Background. Accumulating evidence suggests that A2A adenosine receptors and metabotropic glutamate receptors 5 (mGluR5) may modulate the nucleus accumbens (nAcc) dopamine neurotransmission. This study examined the effects of coadministration of the A2A receptor agonist CGS-21680 and the mGluR5 antagonist MPEP on the development and expression of methamphetamine (METH)-induced locomotor sensitization. Methods. Rats were treated with different doses of CGS (0.1 mg/kg, 0.2 mg/kg or 0.4 mg/kg) or MPEP (1.0 mg/kg, 3.0 mg/kg or 10.0 mg/kg) or coadministration of CGS (0.1 mg/kg, 0.2 mg/kg or 0.4 mg/kg) with MPEP (3.0 mg/kg) plus METH (1.0 mg/kg).
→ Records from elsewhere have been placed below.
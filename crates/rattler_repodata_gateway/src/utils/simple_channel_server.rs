use axum::routing::get_service;
use rattler_conda_types::Channel;
use std::{future::IntoFuture, net::SocketAddr, path::Path};
use tokio::sync::oneshot;
use tower_http::services::ServeDir;
use url::Url;

pub struct SimpleChannelServer {
    local_addr: SocketAddr,
    shutdown_sender: Option<oneshot::Sender<()>>,
}

impl SimpleChannelServer {
    /// Returns the root `Url` to the server.
    pub fn url(&self) -> Url {
        Url::parse(&format!("http://localhost:{}", self.local_addr.port())).unwrap()
    }

    #[allow(dead_code)]
    pub fn channel(&self) -> Channel {
        Channel::from_url(self.url())
    }
}

impl SimpleChannelServer {
    pub async fn new(path: impl AsRef<Path>) -> Self {
        // Define a service to serve the contents of the folder. The `precompressed_gzip` method
        // adds the behavior that a file gzip compressed file called `<path>.gz` is preferred over
        // the original file. This is very useful because we can store gzipped compressed files in
        // the repository instead of the full-blown jsons.
        let service = get_service(ServeDir::new(path).precompressed_gzip());

        // Create a router that will serve the static files from the channel.
        let app = axum::Router::new().fallback_service(service);

        // Construct the server that will listen on localhost but with a *random port*. The random
        // port is very important because it enables creating multiple instances at the same time.
        // We need this to be able to run tests in parallel.
        let addr = SocketAddr::new([127, 0, 0, 1].into(), 0);
        let listener = tokio::net::TcpListener::bind(&addr).await.unwrap();

        // Get the address of the server so we can bind to it at a later stage.
        let local_address = listener.local_addr().unwrap();

        let (tx, rx) = oneshot::channel();

        let server = axum::serve(listener, app)
            // Setup a graceful shutdown trigger which is fired when this instance is dropped.
            .with_graceful_shutdown(async {
                rx.await.ok();
            })
            .into_future();

        // Spawn the server. Let go of the JoinHandle, we can use the graceful shutdown trigger to
        // stop the server.
        let future = tokio::spawn(server);
        std::mem::drop(future);

        Self {
            local_addr: local_address,
            shutdown_sender: Some(tx),
        }
    }
}

impl Drop for SimpleChannelServer {
    fn drop(&mut self) {
        if let Some(tx) = self.shutdown_sender.take() {
            let _ = tx.send(());
        }
    }
}
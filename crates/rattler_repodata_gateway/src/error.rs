use thiserror::Error;

#[derive(Debug, Error)]
pub enum GatewayError {
    #[error("{0}")]
    IoError(String, #[source] std::io::Error),

    #[error("'{0}' is not a supported URI scheme")]
    UnsupportedScheme(String),
}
For the challenge test, rats received a single injection of METH (1.0mg/kg). In experiments to assess the expression of METH-induced locomotor sensitization, rats were treated with a daily dose of METH (1.0mg/kg), and the challenge test was preceded by injection of CGS (0.1 mg/kg, 0.2 mg/kg or 0.4 mg/kg), MPEP (1.0 mg/kg, 3.0 mg/kg or 10.0 mg/kg) or coadministration of CGS (0.1 mg/kg, 0.2 mg/kg or 0.4 mg/kg) with MPEP (3.0 mg/kg) plus METH (1.0 mg/kg). Results. The data showed that CGS and MPEP treatment prevented both the development and expression of METH-induced locomotor sensitization. Furthermore, CGS increased the effects of a low MPEP dose on METH-induced locomotor sensitization under both conditions. Conclusion. These findings suggest the potential utility of adenosine A2A receptors and mGluR5 ligands to treat psychostimulant addiction.